> _Task objective_
Report all lines below with the word "TopUpRequest".

> _Data to use_
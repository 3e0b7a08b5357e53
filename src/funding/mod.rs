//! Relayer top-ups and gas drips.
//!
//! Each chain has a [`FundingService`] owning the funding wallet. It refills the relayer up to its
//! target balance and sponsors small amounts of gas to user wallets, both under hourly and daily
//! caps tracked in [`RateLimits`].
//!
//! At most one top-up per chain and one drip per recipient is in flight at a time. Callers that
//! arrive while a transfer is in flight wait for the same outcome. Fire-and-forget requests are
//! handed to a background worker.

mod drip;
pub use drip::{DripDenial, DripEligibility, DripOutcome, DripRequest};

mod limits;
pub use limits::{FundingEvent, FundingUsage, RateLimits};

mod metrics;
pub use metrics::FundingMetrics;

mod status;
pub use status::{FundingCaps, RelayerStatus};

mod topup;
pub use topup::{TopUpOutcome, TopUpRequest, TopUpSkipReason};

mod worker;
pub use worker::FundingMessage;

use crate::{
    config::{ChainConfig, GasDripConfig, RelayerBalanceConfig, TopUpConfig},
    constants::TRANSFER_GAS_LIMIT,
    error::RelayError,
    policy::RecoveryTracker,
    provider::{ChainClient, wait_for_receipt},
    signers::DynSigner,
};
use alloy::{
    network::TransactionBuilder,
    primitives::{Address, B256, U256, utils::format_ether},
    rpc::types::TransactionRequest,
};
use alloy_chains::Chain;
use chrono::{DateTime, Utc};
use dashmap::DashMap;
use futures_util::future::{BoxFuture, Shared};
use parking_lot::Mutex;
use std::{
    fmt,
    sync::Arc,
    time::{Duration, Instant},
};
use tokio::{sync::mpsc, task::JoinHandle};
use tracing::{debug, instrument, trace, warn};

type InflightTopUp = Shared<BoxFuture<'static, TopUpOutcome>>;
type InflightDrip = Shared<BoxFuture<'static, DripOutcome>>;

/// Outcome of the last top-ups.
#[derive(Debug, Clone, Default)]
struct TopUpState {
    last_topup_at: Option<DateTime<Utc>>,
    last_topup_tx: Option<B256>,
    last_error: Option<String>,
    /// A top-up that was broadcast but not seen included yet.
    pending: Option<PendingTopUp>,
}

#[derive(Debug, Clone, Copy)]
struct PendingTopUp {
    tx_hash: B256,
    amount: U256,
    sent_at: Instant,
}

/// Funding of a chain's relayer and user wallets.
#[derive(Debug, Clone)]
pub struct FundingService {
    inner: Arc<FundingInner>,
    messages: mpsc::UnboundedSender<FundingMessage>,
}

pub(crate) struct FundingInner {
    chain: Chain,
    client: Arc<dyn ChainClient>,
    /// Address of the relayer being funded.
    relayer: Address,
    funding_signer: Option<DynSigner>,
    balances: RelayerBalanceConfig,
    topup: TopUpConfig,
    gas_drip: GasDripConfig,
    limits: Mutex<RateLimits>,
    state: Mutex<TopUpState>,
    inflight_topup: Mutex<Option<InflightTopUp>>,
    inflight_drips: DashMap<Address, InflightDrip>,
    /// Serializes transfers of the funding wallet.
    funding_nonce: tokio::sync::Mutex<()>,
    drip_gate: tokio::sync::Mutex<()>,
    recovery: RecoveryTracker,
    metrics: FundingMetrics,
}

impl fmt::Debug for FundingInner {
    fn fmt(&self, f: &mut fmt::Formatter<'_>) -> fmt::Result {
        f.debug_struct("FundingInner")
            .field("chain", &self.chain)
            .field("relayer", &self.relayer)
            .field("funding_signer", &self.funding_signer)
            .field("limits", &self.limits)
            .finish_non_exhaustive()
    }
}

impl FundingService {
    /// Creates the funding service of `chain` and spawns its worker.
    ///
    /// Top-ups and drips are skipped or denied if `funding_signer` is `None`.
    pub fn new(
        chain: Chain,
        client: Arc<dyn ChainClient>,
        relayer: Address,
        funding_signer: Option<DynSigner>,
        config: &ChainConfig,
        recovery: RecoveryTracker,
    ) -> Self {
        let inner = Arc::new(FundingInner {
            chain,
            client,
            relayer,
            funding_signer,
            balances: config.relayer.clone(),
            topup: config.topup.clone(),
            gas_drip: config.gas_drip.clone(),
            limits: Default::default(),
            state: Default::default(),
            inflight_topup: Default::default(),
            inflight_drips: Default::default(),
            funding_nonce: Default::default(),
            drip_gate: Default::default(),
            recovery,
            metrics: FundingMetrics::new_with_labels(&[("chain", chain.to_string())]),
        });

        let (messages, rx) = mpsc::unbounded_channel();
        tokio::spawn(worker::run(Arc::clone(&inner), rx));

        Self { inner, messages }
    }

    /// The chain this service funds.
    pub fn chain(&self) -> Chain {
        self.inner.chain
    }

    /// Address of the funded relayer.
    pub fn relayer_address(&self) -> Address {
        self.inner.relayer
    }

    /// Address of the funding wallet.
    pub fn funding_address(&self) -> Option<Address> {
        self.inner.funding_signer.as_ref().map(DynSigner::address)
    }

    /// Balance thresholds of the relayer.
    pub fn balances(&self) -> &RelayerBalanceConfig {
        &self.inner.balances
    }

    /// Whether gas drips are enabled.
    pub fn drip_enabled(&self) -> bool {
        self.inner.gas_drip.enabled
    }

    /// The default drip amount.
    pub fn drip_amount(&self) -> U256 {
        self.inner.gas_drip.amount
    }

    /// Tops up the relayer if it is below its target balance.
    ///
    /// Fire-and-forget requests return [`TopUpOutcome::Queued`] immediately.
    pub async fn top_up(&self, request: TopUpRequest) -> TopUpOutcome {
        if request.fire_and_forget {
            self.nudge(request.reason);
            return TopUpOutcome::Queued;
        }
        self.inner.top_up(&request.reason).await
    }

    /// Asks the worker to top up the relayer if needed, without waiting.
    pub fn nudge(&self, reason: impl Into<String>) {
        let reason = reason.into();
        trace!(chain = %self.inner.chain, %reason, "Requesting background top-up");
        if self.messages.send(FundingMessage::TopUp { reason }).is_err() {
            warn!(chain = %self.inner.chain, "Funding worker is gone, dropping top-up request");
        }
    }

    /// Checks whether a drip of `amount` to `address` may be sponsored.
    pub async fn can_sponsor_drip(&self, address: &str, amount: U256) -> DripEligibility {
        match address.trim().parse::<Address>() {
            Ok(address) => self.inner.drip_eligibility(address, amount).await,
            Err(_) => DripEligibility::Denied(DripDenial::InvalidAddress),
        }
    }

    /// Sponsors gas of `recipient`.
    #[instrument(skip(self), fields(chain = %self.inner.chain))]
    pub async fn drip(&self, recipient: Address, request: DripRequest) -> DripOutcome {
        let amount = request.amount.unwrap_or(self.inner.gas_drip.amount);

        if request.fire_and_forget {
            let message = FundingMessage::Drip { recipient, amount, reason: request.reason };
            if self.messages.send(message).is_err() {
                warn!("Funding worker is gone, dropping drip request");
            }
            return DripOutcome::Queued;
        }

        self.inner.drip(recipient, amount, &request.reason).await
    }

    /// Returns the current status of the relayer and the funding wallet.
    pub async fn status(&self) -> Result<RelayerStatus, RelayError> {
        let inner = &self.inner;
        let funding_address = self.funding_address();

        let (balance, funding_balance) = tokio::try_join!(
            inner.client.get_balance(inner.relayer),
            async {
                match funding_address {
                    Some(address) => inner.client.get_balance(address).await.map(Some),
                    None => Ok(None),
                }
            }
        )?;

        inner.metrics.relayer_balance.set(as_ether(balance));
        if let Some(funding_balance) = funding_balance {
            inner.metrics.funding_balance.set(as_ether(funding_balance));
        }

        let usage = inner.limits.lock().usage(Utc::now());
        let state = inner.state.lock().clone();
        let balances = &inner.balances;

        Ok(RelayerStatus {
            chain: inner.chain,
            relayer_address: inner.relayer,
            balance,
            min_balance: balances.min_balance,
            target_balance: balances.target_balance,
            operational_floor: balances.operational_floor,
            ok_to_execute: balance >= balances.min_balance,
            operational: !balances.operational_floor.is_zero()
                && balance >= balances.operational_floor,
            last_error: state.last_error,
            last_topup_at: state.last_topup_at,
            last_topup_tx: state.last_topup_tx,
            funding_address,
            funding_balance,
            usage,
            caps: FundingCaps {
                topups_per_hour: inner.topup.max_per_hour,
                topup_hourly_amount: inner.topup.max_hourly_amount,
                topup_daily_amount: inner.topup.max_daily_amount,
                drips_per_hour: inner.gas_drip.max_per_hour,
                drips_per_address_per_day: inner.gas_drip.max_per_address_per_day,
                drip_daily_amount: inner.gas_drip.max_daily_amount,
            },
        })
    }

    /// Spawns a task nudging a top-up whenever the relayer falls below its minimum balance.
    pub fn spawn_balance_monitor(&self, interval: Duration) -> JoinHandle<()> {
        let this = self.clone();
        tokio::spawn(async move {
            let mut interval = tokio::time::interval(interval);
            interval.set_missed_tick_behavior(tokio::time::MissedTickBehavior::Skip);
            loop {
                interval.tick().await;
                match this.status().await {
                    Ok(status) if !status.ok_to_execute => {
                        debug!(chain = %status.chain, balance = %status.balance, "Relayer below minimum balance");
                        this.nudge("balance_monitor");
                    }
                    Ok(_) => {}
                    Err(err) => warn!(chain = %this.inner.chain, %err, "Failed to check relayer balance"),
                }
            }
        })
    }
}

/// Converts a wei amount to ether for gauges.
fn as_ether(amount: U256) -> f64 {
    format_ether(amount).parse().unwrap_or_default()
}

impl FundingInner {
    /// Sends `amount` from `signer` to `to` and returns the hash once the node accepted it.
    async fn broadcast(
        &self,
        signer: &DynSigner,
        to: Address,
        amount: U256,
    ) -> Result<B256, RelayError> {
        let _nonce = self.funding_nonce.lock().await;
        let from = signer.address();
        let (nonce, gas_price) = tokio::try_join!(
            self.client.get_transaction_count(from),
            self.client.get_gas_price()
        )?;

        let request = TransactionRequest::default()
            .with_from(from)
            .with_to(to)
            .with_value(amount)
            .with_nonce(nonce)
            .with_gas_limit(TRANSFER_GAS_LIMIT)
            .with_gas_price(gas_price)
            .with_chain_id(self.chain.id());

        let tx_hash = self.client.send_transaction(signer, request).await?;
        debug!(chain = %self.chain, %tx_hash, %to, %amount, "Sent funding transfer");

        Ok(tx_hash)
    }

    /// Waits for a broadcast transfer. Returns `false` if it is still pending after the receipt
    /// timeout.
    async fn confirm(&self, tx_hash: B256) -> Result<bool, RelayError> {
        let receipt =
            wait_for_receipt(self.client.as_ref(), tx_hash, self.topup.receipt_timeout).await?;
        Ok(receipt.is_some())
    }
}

> _Response to the task_
pub use topup::{TopUpOutcome, TopUpRequest, TopUpSkipReason};
    pub async fn top_up(&self, request: TopUpRequest) -> TopUpOutcome {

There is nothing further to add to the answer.